ABOUT THIS EXERCISE: Which lines of the listing below contain the word "slots"? Copy each of them.

-=-=-

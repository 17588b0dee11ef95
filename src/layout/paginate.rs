//! # Page Assembly
//!
//! Pulls top-level elements off a queue and fills pages with their heads.
//! A tail goes back to the front of the queue and closes the page; so does
//! an element that produced no head at all (a page break, or something that
//! did not fit). The first element on an empty page is divided with
//! `force` set, which guarantees every step either places content or
//! consumes a page break.
//!
//! Pagination is resumable: [`Paginator::step`] handles one element, and
//! pages assembled so far stay valid whenever the caller stops.

use std::collections::VecDeque;

use serde::Serialize;

use super::{divide, LayoutContext};
use crate::config::LayoutConfig;
use crate::error::Result;
use crate::model::{Element, ElementKind, ElementType, IndexMark, PageSetup};
use crate::text::TextMeasurer;

const OVERFLOW_TOLERANCE: f64 = 1e-6;

#[derive(Debug, Clone, Copy, PartialEq, Eq, Serialize)]
pub enum PaginationStatus {
    Paginating,
    Done,
}

/// Something pagination had to accept rather than fix.
#[derive(Debug, Clone, PartialEq, Serialize)]
#[serde(tag = "kind", rename_all = "camelCase")]
pub enum LayoutWarning {
    /// An element taller than an empty page was placed on it anyway.
    #[serde(rename_all = "camelCase")]
    Oversized {
        page: usize,
        element: ElementType,
        height: f64,
        available: f64,
    },
}

/// One assembled page: the top-level elements placed on it, in order.
#[derive(Debug, Clone, Default, PartialEq)]
pub struct Page {
    elements: Vec<Element>,
}

impl Page {
    pub fn elements(&self) -> &[Element] {
        &self.elements
    }

    pub fn is_empty(&self) -> bool {
        self.elements.is_empty()
    }

    /// Index marks on this page, in document order.
    pub fn marks(&self) -> Vec<&IndexMark> {
        let mut marks = Vec::new();
        for element in self.elements.iter().flat_map(Element::descendants) {
            match &element.kind {
                ElementKind::Paragraph { marks: placed, .. } => {
                    marks.extend(placed.iter().map(|p| &p.mark));
                }
                ElementKind::TextLabel { mark: Some(mark), .. } => marks.push(mark),
                _ => {}
            }
        }
        marks
    }

    pub fn has_toc(&self) -> bool {
        self.elements
            .iter()
            .any(|e| e.element_type() == ElementType::TableOfContents)
    }

    pub fn has_index(&self) -> bool {
        self.elements
            .iter()
            .any(|e| e.element_type() == ElementType::AlphabeticalIndex)
    }
}

/// The finished pages of a document.
#[derive(Debug, Clone, Default, PartialEq)]
pub struct Pages {
    pages: Vec<Page>,
}

impl Pages {
    pub fn len(&self) -> usize {
        self.pages.len()
    }

    pub fn is_empty(&self) -> bool {
        self.pages.is_empty()
    }

    pub fn get(&self, index: usize) -> Option<&Page> {
        self.pages.get(index)
    }

    pub fn iter(&self) -> std::slice::Iter<'_, Page> {
        self.pages.iter()
    }

    /// Every index mark with the zero-based page it landed on.
    pub fn marks(&self) -> Vec<(usize, &IndexMark)> {
        self.pages
            .iter()
            .enumerate()
            .flat_map(|(i, page)| page.marks().into_iter().map(move |m| (i, m)))
            .collect()
    }

    pub fn has_toc(&self) -> bool {
        self.pages.iter().any(Page::has_toc)
    }

    pub fn has_index(&self) -> bool {
        self.pages.iter().any(Page::has_index)
    }

    pub fn into_vec(self) -> Vec<Page> {
        self.pages
    }
}

impl IntoIterator for Pages {
    type Item = Page;
    type IntoIter = std::vec::IntoIter<Page>;

    fn into_iter(self) -> Self::IntoIter {
        self.pages.into_iter()
    }
}

impl<'p> IntoIterator for &'p Pages {
    type Item = &'p Page;
    type IntoIter = std::slice::Iter<'p, Page>;

    fn into_iter(self) -> Self::IntoIter {
        self.pages.iter()
    }
}

/// Resumable page assembler.
pub struct Paginator<'a> {
    root: Option<Element>,
    queue: VecDeque<Element>,
    setup: PageSetup,
    ctx: LayoutContext<'a>,
    pages: Vec<Page>,
    available: f64,
    warnings: Vec<LayoutWarning>,
    status: PaginationStatus,
}

impl<'a> Paginator<'a> {
    /// Paginate the children of `root`, usually a document root element.
    pub fn new(
        root: Element,
        setup: PageSetup,
        measurer: &'a dyn TextMeasurer,
        config: &'a LayoutConfig,
    ) -> Self {
        Self {
            root: Some(root),
            queue: VecDeque::new(),
            setup,
            ctx: LayoutContext::new(measurer, setup.resolution, config),
            pages: Vec::new(),
            available: setup.height,
            warnings: Vec::new(),
            status: PaginationStatus::Paginating,
        }
    }

    pub fn status(&self) -> PaginationStatus {
        self.status
    }

    /// Pages assembled so far. The last one may still be filling.
    pub fn pages(&self) -> &[Page] {
        &self.pages
    }

    pub fn warnings(&self) -> &[LayoutWarning] {
        &self.warnings
    }

    /// Place (part of) the next element.
    pub fn step(&mut self) -> Result<PaginationStatus> {
        if let Some(mut root) = self.root.take() {
            self.queue = root.take_children().into();
            log::debug!(
                "paginating {} elements on {:.1}x{:.1} pages",
                self.queue.len(),
                self.setup.width,
                self.setup.height
            );
            self.open_page();
        }

        let Some(element) = self.queue.pop_front() else {
            self.status = PaginationStatus::Done;
            return Ok(self.status);
        };

        let page_empty = self.current_page_is_empty();
        let element_type = element.element_type();
        let ctx = self.ctx.with_force(page_empty);
        let division = divide(element, &ctx, self.setup.width, self.available)?;

        let placed = division.head.is_some();
        if let Some(head) = division.head {
            if division.height > self.available + OVERFLOW_TOLERANCE {
                let warning = LayoutWarning::Oversized {
                    page: self.pages.len().saturating_sub(1),
                    element: element_type,
                    height: division.height,
                    available: self.available,
                };
                log::warn!(
                    "{element_type:?} of height {:.1} overflows page {} ({:.1} available)",
                    division.height,
                    self.pages.len(),
                    self.available
                );
                self.warnings.push(warning);
            }
            self.available -= division.height;
            if let Some(page) = self.pages.last_mut() {
                page.elements.push(head);
            }
        }

        let continues = division.tail.is_some();
        if let Some(tail) = division.tail {
            self.queue.push_front(tail);
        }
        if continues || !placed {
            self.open_page();
        }

        if self.queue.is_empty() {
            self.status = PaginationStatus::Done;
        }
        Ok(self.status)
    }

    /// Step until every element is placed.
    pub fn run(&mut self) -> Result<()> {
        while self.step()? == PaginationStatus::Paginating {}
        log::debug!("paginated into {} pages", self.pages.len());
        Ok(())
    }

    pub fn into_pages(self) -> Pages {
        Pages { pages: self.pages }
    }

    fn open_page(&mut self) {
        self.pages.push(Page::default());
        self.available = self.setup.height;
    }

    fn current_page_is_empty(&self) -> bool {
        self.pages.last().map_or(true, Page::is_empty)
    }
}

/// Paginate `root` to completion.
pub fn paginate(
    root: Element,
    setup: PageSetup,
    measurer: &dyn TextMeasurer,
    config: &LayoutConfig,
) -> Result<(Pages, Vec<LayoutWarning>)> {
    let mut paginator = Paginator::new(root, setup, measurer, config);
    paginator.run()?;
    let warnings = paginator.warnings.clone();
    Ok((paginator.into_pages(), warnings))
}
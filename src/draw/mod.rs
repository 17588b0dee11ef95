//! # Drawing
//!
//! Walks a finished page and issues primitive calls on a [`DrawingSurface`].
//! Every element draws itself with its top-left corner at the current
//! origin and returns the vertical space it occupied; containers translate
//! the origin between children.
//!
//! Coordinates are device units with y growing downwards. Text is handed to
//! the surface as a whole block so the surface can lay it out with the
//! same engine that measured it.

pub mod recording;

pub use recording::{DrawOp, RecordingSurface};

use serde::Serialize;

use crate::error::Result;
use crate::layout::paragraph::{self, ParagraphGeometry};
use crate::layout::{LayoutContext, Page};
use crate::model::{Element, ElementKind, VerticalAlign};
use crate::style::{Alignment, Color, DrawStyle, HorizontalAlign, TableCellStyle};
use crate::text::{FontDescription, MeasureRequest, StyledText, WrapMode};

/// Line stroke parameters.
#[derive(Debug, Clone, PartialEq, Serialize)]
pub struct Stroke {
    pub width: f64,
    pub color: Color,
    /// Alternating on/off lengths; empty for a solid line.
    pub dash: Vec<f64>,
}

impl Stroke {
    pub fn solid(width: f64, color: Color) -> Self {
        Self {
            width,
            color,
            dash: Vec::new(),
        }
    }

    fn from_style(style: &DrawStyle, color: Color) -> Self {
        Self {
            width: style.line_width,
            color,
            dash: style.line_style.dash_pattern().to_vec(),
        }
    }
}

/// A filled copy of a shape painted first, offset down and right.
#[derive(Debug, Clone, Copy, PartialEq, Serialize)]
pub struct Shadow {
    pub dx: f64,
    pub dy: f64,
    pub color: Color,
}

/// A block of styled text for the surface to lay out and paint.
#[derive(Debug, Clone, PartialEq, Serialize)]
#[serde(rename_all = "camelCase")]
pub struct TextBlock {
    pub text: StyledText,
    pub font: FontDescription,
    pub color: Color,
    pub underline: bool,
    /// Top-left corner of the block.
    pub x: f64,
    pub y: f64,
    /// Wrap width; `None` paints the text unwrapped.
    pub width: Option<f64>,
    pub alignment: Alignment,
    pub indent: f64,
    pub spacing: f64,
    pub tabs: Vec<f64>,
    pub wrap: WrapMode,
}

/// The drawing primitives a page needs.
pub trait DrawingSurface {
    fn save(&mut self);
    fn restore(&mut self);
    fn translate(&mut self, dx: f64, dy: f64);
    /// Rotate the coordinate system clockwise by `degrees`.
    fn rotate(&mut self, degrees: f64);
    fn clip_rect(&mut self, x: f64, y: f64, width: f64, height: f64);
    fn stroke_line(&mut self, from: (f64, f64), to: (f64, f64), stroke: &Stroke);
    fn fill_polygon(&mut self, points: &[(f64, f64)], fill: Color, stroke: &Stroke);
    #[allow(clippy::too_many_arguments)]
    fn fill_rect(
        &mut self,
        x: f64,
        y: f64,
        width: f64,
        height: f64,
        fill: Color,
        stroke: Option<&Stroke>,
        shadow: Option<Shadow>,
    );
    fn draw_text(&mut self, block: &TextBlock);
    /// `crop` is `[left, top, right, bottom]` in percent of the source.
    fn draw_image(
        &mut self,
        path: &str,
        x: f64,
        y: f64,
        width: f64,
        height: f64,
        crop: Option<[f64; 4]>,
    );
}

/// Draw the elements of one page top to bottom. Returns the height used.
pub fn draw_page(
    page: &Page,
    surface: &mut dyn DrawingSurface,
    ctx: &LayoutContext<'_>,
    width: f64,
) -> Result<f64> {
    stack(page.elements(), surface, ctx, width)
}

/// Draw `element` at the current origin within `width`.
pub fn draw(
    element: &Element,
    surface: &mut dyn DrawingSurface,
    ctx: &LayoutContext<'_>,
    width: f64,
) -> Result<f64> {
    let res = ctx.resolution;
    match &element.kind {
        ElementKind::Document => stack(element.children(), surface, ctx, width),
        ElementKind::Paragraph { style, text, .. } => {
            let geometry = ParagraphGeometry::new(style, ctx, width);
            let metrics = paragraph::measure(style, text, ctx, &geometry)?;
            let height = metrics.height
                + geometry.spacing
                + geometry.top
                + 2.0 * geometry.v_padding
                + geometry.bottom;

            let (l, r, t, b) = (geometry.left, geometry.right, geometry.top, geometry.bottom);
            if let Some(background) = style.background {
                surface.fill_rect(l, t, width - l - r, height - t - b, background, None, None);
            }

            let font = FontDescription::resolve(&style.font, &ctx.config.font_families);
            surface.draw_text(&TextBlock {
                text: text.clone(),
                font,
                color: style.font.color,
                underline: style.font.underline,
                x: geometry.text_x(),
                y: t + geometry.v_padding + geometry.spacing * 0.75,
                width: Some(geometry.text_width.max(0.0)),
                alignment: style.alignment,
                indent: geometry.indent,
                spacing: geometry.spacing,
                tabs: style.tabs.iter().map(|&tab| res.cm_to_x(tab)).collect(),
                wrap: ctx.config.wrap,
            });

            let stroke = Stroke::solid(1.0, Color::BLACK);
            let borders = style.borders;
            if borders.top {
                surface.stroke_line((l, t), (width - r, t), &stroke);
            }
            if borders.right {
                surface.stroke_line((width - r, t), (width - r, height - b), &stroke);
            }
            if borders.bottom {
                surface.stroke_line((l, height - b), (width - r, height - b), &stroke);
            }
            if borders.left {
                surface.stroke_line((l, t), (l, height - b), &stroke);
            }
            Ok(height)
        }
        ElementKind::Table { style } => {
            stack(element.children(), surface, ctx, width * style.width / 100.0)
        }
        ElementKind::Row { columns, height } => {
            let mut slots = columns.iter();
            let mut x = 0.0;
            for cell in element.children() {
                let share: f64 = slots.by_ref().take(cell.span() as usize).sum();
                let cell_width = share * width / 100.0;
                surface.save();
                surface.translate(x, 0.0);
                draw_cell(cell, surface, ctx, cell_width, Some(*height))?;
                surface.restore();
                x += cell_width;
            }
            Ok(*height)
        }
        ElementKind::Cell { .. } => draw_cell(element, surface, ctx, width, None),
        ElementKind::Picture {
            path,
            width: w,
            height: h,
            align,
            crop,
        } => {
            let image_width = res.cm_to_x(*w);
            let image_height = res.cm_to_y(*h);
            let x = match align {
                HorizontalAlign::Left => 0.0,
                HorizontalAlign::Right => width - image_width,
                HorizontalAlign::Center => (width - image_width) / 2.0,
            };
            surface.draw_image(path, x, 0.0, image_width, image_height, *crop);
            Ok(image_height)
        }
        ElementKind::Frame { style } => {
            let frame_width = res.cm_to_x(style.width);
            let frame_height = res.cm_to_y(style.height);
            let left = res.cm_to_x(style.spacing.left);
            let right = res.cm_to_x(style.spacing.right);
            let top = res.cm_to_y(style.spacing.top);
            let bottom = res.cm_to_y(style.spacing.bottom);
            let x = match style.align {
                HorizontalAlign::Left => left,
                HorizontalAlign::Right => width - right - frame_width,
                HorizontalAlign::Center => (width - frame_width) / 2.0,
            };

            surface.save();
            surface.translate(x, top);
            surface.clip_rect(0.0, 0.0, frame_width, frame_height);
            // Shapes are positioned absolutely inside the frame
            for child in element.children() {
                draw(child, surface, ctx, frame_width)?;
            }
            surface.restore();
            Ok(frame_height + top + bottom)
        }
        ElementKind::Line { style, start, end } => {
            let from = (res.cm_to_x(start.0), res.cm_to_y(start.1));
            let to = (res.cm_to_x(end.0), res.cm_to_y(end.1));
            surface.stroke_line(from, to, &Stroke::from_style(style, style.color));
            Ok(0.0)
        }
        ElementKind::Polygon { style, path } => {
            let points: Vec<(f64, f64)> = path
                .iter()
                .map(|&(x, y)| (res.cm_to_x(x), res.cm_to_y(y)))
                .collect();
            let stroke = Stroke::from_style(style, style.color);
            surface.fill_polygon(&points, style.fill_color, &stroke);
            Ok(0.0)
        }
        ElementKind::Box {
            style,
            x,
            y,
            width: w,
            height: h,
        } => {
            let shadow = style.shadow.then(|| Shadow {
                dx: res.cm_to_x(style.shadow_space),
                dy: res.cm_to_y(style.shadow_space),
                color: Color::SHADOW,
            });
            surface.fill_rect(
                res.cm_to_x(*x),
                res.cm_to_y(*y),
                res.cm_to_x(*w),
                res.cm_to_y(*h),
                style.fill_color,
                Some(&Stroke::from_style(style, Color::BLACK)),
                shadow,
            );
            Ok(0.0)
        }
        ElementKind::TextLabel {
            style,
            valign,
            text,
            x,
            y,
            angle,
            ..
        } => {
            let font = FontDescription::resolve(&style.font, &ctx.config.font_families);
            let text = StyledText::plain(text);
            let metrics = ctx.measurer.measure(&MeasureRequest {
                font: &font,
                text: &text,
                width: None,
                wrap: ctx.config.wrap,
                indent: 0.0,
                spacing: 0.0,
                tabs: &[],
                alignment: style.alignment,
                resolution: res,
            })?;
            metrics.validate(text.as_str())?;

            let align_x = match style.alignment {
                Alignment::Left => 0.0,
                Alignment::Right => -metrics.width,
                Alignment::Center | Alignment::Justify => -metrics.width / 2.0,
            };
            let align_y = match valign {
                VerticalAlign::Top => 0.0,
                VerticalAlign::Center => -metrics.height / 2.0,
                VerticalAlign::Bottom => -metrics.height,
            };

            surface.save();
            surface.translate(res.cm_to_x(*x), res.cm_to_y(*y));
            if *angle != 0.0 {
                surface.rotate(*angle);
            }
            surface.draw_text(&TextBlock {
                text,
                font,
                color: style.font.color,
                underline: style.font.underline,
                x: align_x,
                y: align_y,
                width: None,
                alignment: style.alignment,
                indent: 0.0,
                spacing: 0.0,
                tabs: Vec::new(),
                wrap: ctx.config.wrap,
            });
            surface.restore();
            Ok(metrics.height)
        }
        ElementKind::PageBreak
        | ElementKind::TableOfContents
        | ElementKind::AlphabeticalIndex => Ok(0.0),
    }
}

fn stack(
    children: &[Element],
    surface: &mut dyn DrawingSurface,
    ctx: &LayoutContext<'_>,
    width: f64,
) -> Result<f64> {
    let mut y = 0.0;
    for child in children {
        surface.save();
        surface.translate(0.0, y);
        y += draw(child, surface, ctx, width)?;
        surface.restore();
    }
    Ok(y)
}

/// Draw a cell. Borders run to `row_height` when the cell sits in a row.
fn draw_cell(
    cell: &Element,
    surface: &mut dyn DrawingSurface,
    ctx: &LayoutContext<'_>,
    width: f64,
    row_height: Option<f64>,
) -> Result<f64> {
    let (borders, padding) = match &cell.kind {
        ElementKind::Cell {
            style: TableCellStyle { borders, padding },
            ..
        } => (*borders, *padding),
        _ => return Ok(0.0),
    };
    let h_padding = ctx.resolution.cm_to_x(padding);
    let v_padding = ctx.resolution.cm_to_y(padding);

    surface.save();
    surface.translate(h_padding, v_padding);
    let content = stack(cell.children(), surface, ctx, width - 2.0 * h_padding)?;
    surface.restore();

    let content_height = if content > 0.0 { content + 2.0 * v_padding } else { 0.0 };
    let height = row_height.unwrap_or(content_height);

    let stroke = Stroke::solid(1.0, Color::BLACK);
    if borders.top {
        surface.stroke_line((0.0, 0.0), (width, 0.0), &stroke);
    }
    if borders.right {
        surface.stroke_line((width, 0.0), (width, height), &stroke);
    }
    if borders.bottom {
        surface.stroke_line((0.0, height), (width, height), &stroke);
    }
    if borders.left {
        surface.stroke_line((0.0, 0.0), (0.0, height), &stroke);
    }
    Ok(height)
}
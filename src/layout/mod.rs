//! # Pagination Engine
//!
//! Every element knows how to *divide* itself against a box of available
//! width and height: the part that fits (the head), the part that must go to
//! the next page (the tail), and the height the head occupies.
//!
//! ```text
//! divide(element, ctx, width, height)
//!     -> Division { head: Some(e),  tail: None,     height }   fits
//!     -> Division { head: None,     tail: Some(e),  height: 0 } deferred
//!     -> Division { head: Some(h),  tail: Some(t),  height }   split
//!     -> Division { head: None,     tail: None,     height: 0 } page break
//! ```
//!
//! `divide` consumes its input. The head and tail are new owners of the
//! original content; nothing is copied except styles.

pub mod atomic;
pub mod page_break;
pub mod paginate;
pub mod paragraph;
pub mod table;

pub use page_break::BreakDecision;
pub use paginate::{LayoutWarning, Page, Pages, PaginationStatus, Paginator};

use crate::config::LayoutConfig;
use crate::error::Result;
use crate::model::{Element, ElementKind, Resolution};
use crate::text::TextMeasurer;

/// Everything a divide or draw needs besides the element itself.
#[derive(Clone, Copy)]
pub struct LayoutContext<'a> {
    pub measurer: &'a dyn TextMeasurer,
    pub resolution: Resolution,
    pub config: &'a LayoutConfig,
    /// The element is first on an empty page: deferring it cannot help.
    pub force: bool,
}

impl<'a> LayoutContext<'a> {
    pub fn new(
        measurer: &'a dyn TextMeasurer,
        resolution: Resolution,
        config: &'a LayoutConfig,
    ) -> Self {
        Self {
            measurer,
            resolution,
            config,
            force: false,
        }
    }

    pub fn with_force(self, force: bool) -> Self {
        Self { force, ..self }
    }
}

/// The outcome of dividing one element.
#[derive(Debug, Clone, PartialEq)]
pub struct Division {
    pub head: Option<Element>,
    pub tail: Option<Element>,
    /// Height of the head in device units.
    pub height: f64,
}

impl Division {
    pub fn whole(element: Element, height: f64) -> Self {
        Self {
            head: Some(element),
            tail: None,
            height,
        }
    }

    pub fn defer(element: Element) -> Self {
        Self {
            head: None,
            tail: Some(element),
            height: 0.0,
        }
    }

    pub fn split(head: Element, tail: Element, height: f64) -> Self {
        Self {
            head: Some(head),
            tail: Some(tail),
            height,
        }
    }

    pub fn page_break() -> Self {
        Self {
            head: None,
            tail: None,
            height: 0.0,
        }
    }

    pub fn is_split(&self) -> bool {
        self.head.is_some() && self.tail.is_some()
    }
}

/// Divide `element` against the available box.
pub fn divide(
    element: Element,
    ctx: &LayoutContext<'_>,
    width: f64,
    height: f64,
) -> Result<Division> {
    log::trace!(
        "divide {:?} in {width:.1}x{height:.1}{}",
        element.element_type(),
        if ctx.force { " (forced)" } else { "" }
    );
    match &element.kind {
        ElementKind::Paragraph { .. } => paragraph::divide(element, ctx, width, height),
        ElementKind::Table { .. } => table::divide_table(element, ctx, width, height),
        ElementKind::Row { .. } => table::divide_row(element, ctx, width, height),
        ElementKind::Cell { .. } => table::divide_cell(element, ctx, width, height),
        _ => Ok(atomic::divide(element, ctx, height)),
    }
}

-=-=-

YOUR SOLUTION:
            let mut slots = columns.iter();
                let share: f64 = slots.by_ref().take(cell.span() as usize).sum();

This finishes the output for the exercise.